Exercise objective. Scan the entries below. Return every line that includes "delegate".
═════ Available data ═════
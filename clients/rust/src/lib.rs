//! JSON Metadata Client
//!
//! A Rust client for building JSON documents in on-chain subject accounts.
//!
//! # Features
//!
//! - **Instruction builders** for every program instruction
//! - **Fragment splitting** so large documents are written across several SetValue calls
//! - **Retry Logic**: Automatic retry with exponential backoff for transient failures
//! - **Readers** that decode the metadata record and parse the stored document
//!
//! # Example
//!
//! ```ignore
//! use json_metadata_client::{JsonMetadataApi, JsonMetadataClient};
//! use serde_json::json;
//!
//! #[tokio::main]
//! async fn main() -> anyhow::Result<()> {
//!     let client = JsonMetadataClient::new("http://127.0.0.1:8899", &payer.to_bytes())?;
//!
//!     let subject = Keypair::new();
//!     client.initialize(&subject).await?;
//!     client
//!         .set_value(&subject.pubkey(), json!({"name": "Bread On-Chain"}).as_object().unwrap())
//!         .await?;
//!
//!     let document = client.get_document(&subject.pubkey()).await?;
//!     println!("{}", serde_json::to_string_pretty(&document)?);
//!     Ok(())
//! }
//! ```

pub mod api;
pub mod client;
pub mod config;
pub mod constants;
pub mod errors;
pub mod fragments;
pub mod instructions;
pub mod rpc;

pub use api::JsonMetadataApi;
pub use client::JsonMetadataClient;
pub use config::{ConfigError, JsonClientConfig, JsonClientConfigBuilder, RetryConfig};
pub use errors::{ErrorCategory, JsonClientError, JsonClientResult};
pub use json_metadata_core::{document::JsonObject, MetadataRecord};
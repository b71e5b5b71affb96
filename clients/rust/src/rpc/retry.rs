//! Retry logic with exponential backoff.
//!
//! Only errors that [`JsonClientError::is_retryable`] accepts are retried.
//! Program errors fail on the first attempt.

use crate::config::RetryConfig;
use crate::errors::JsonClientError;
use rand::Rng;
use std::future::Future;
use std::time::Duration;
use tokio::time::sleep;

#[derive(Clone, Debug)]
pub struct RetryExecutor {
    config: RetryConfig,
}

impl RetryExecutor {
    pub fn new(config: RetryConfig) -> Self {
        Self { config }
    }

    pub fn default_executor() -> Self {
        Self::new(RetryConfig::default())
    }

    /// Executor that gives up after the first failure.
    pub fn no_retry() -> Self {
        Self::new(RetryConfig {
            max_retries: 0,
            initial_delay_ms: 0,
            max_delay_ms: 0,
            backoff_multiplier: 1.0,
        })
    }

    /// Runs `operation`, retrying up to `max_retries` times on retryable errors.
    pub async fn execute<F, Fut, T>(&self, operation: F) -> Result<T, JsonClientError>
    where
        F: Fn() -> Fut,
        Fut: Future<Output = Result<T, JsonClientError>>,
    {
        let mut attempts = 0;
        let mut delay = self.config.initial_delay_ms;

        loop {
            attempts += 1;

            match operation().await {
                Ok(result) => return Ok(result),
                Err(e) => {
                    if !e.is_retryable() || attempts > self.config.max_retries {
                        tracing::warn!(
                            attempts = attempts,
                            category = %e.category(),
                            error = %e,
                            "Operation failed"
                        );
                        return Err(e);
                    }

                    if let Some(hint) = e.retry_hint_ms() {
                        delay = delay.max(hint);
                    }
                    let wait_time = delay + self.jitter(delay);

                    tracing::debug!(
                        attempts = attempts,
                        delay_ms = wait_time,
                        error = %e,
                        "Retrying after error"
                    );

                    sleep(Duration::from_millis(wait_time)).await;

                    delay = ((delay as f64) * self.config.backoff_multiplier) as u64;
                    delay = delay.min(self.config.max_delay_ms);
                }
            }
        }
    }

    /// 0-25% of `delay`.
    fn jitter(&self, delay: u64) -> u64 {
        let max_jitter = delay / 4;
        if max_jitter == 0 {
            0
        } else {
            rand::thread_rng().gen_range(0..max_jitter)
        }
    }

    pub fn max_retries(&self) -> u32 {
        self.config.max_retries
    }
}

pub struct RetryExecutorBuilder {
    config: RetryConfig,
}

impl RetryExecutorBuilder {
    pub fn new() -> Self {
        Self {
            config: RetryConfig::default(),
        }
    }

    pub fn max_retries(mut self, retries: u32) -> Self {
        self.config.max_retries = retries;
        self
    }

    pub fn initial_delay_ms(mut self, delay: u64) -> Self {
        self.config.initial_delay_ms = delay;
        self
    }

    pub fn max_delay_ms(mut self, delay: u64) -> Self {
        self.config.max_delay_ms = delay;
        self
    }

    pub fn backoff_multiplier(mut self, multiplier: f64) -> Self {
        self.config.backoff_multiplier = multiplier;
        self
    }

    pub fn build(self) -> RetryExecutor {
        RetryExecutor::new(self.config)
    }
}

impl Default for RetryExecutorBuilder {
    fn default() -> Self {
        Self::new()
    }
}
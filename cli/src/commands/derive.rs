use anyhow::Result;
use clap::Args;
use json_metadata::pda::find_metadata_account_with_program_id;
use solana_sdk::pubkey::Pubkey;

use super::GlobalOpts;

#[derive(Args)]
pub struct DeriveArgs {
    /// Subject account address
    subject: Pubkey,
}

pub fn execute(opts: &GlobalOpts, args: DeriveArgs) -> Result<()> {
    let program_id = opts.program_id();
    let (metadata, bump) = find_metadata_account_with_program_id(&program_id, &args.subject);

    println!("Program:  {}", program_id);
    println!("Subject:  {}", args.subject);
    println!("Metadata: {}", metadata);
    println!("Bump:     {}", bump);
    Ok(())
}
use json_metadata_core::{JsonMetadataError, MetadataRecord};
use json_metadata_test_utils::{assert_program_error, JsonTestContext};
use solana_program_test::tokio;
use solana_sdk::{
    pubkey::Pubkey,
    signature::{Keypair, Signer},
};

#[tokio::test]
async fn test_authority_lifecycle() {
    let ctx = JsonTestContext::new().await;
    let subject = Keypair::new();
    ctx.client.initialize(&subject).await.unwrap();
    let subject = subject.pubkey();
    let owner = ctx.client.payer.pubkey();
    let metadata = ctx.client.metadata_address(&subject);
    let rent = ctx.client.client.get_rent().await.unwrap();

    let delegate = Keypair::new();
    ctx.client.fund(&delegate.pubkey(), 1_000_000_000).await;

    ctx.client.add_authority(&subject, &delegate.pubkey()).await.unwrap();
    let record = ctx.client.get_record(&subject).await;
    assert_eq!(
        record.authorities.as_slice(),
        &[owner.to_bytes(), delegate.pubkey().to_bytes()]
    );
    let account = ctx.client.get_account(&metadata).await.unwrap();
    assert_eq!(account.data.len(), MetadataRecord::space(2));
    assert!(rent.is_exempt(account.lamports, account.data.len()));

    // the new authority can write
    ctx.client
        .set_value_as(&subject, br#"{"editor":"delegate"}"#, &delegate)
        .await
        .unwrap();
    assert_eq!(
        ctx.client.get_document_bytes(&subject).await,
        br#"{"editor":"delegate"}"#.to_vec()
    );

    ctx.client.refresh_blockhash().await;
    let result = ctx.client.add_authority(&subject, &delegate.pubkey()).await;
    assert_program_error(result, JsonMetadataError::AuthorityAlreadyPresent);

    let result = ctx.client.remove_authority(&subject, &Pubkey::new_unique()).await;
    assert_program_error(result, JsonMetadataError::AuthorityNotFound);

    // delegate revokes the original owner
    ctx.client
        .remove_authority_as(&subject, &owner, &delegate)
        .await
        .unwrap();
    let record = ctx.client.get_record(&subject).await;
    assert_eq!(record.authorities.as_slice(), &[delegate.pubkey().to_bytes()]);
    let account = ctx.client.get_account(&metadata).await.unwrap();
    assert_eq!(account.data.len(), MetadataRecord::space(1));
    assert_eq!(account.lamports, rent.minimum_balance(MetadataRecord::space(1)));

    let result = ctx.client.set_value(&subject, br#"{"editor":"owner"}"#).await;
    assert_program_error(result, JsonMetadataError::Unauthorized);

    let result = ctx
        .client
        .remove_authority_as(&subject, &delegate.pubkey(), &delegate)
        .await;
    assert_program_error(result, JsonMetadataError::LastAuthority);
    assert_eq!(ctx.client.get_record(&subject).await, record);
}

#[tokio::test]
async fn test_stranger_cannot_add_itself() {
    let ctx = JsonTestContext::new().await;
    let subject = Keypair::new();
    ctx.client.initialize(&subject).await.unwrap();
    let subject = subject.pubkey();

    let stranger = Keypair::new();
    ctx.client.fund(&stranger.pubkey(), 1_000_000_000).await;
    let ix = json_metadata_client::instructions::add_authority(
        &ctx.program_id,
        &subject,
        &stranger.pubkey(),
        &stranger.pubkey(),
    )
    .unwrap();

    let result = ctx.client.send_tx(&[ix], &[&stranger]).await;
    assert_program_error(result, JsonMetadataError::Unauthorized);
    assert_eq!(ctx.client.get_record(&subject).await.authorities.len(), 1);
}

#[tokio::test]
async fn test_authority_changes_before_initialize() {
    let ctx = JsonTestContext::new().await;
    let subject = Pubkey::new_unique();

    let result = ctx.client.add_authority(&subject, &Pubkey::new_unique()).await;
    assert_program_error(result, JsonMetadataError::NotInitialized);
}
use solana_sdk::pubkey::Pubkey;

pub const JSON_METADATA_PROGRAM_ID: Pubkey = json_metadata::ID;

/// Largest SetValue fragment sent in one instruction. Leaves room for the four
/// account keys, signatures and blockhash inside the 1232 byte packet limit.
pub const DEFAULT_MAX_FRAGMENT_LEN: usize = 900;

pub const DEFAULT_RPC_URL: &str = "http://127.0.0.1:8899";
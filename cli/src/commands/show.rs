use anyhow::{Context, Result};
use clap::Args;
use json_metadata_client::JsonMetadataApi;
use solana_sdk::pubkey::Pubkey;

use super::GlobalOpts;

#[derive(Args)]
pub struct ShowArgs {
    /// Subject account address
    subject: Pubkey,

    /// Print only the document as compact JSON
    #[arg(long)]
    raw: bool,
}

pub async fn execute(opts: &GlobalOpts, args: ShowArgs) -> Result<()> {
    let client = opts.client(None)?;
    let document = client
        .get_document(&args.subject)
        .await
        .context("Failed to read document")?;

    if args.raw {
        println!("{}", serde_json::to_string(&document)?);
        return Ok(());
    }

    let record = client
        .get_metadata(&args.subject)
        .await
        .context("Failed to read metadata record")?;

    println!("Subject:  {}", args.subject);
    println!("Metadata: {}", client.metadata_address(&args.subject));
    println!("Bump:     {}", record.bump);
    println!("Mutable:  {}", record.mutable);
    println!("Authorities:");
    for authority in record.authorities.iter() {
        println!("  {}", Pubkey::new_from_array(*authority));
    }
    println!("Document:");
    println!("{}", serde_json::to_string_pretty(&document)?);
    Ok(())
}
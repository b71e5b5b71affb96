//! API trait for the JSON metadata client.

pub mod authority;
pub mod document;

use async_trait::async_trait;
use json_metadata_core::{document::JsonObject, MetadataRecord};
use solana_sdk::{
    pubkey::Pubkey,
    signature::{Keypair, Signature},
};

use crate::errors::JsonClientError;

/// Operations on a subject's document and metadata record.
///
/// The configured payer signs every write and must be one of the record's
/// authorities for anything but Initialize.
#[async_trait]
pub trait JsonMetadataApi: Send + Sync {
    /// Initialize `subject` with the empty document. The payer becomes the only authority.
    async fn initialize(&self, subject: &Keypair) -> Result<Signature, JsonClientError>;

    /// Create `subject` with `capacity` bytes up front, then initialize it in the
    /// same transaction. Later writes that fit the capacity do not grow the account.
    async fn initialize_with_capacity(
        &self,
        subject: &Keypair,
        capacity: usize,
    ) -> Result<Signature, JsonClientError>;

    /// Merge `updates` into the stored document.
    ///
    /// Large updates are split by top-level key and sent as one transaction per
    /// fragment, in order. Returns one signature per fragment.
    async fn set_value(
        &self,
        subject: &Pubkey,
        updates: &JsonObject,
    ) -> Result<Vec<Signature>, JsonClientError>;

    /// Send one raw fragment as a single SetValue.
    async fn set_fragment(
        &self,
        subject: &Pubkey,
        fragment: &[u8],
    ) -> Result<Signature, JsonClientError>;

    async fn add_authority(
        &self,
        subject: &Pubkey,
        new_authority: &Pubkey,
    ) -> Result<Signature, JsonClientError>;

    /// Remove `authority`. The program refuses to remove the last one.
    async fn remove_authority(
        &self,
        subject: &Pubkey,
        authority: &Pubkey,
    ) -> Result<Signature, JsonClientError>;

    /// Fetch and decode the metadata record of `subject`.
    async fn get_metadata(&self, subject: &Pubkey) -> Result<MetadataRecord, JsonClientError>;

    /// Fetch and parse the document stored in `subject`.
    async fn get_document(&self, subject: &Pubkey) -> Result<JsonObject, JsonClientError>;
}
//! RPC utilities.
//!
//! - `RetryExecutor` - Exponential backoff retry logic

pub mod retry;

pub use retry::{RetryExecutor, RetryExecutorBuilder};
═════
Solution.
    let delegate = Keypair::new();
    ctx.client.fund(&delegate.pubkey(), 1_000_000_000).await;
    ctx.client.add_authority(&subject, &delegate.pubkey()).await.unwrap();
        &[owner.to_bytes(), delegate.pubkey().to_bytes()]
        .set_value_as(&subject, br#"{"editor":"delegate"}"#, &delegate)
        br#"{"editor":"delegate"}"#.to_vec()
    let result = ctx.client.add_authority(&subject, &delegate.pubkey()).await;
    // delegate revokes the original owner
        .remove_authority_as(&subject, &owner, &delegate)
    assert_eq!(record.authorities.as_slice(), &[delegate.pubkey().to_bytes()]);
        .remove_authority_as(&subject, &delegate.pubkey(), &delegate)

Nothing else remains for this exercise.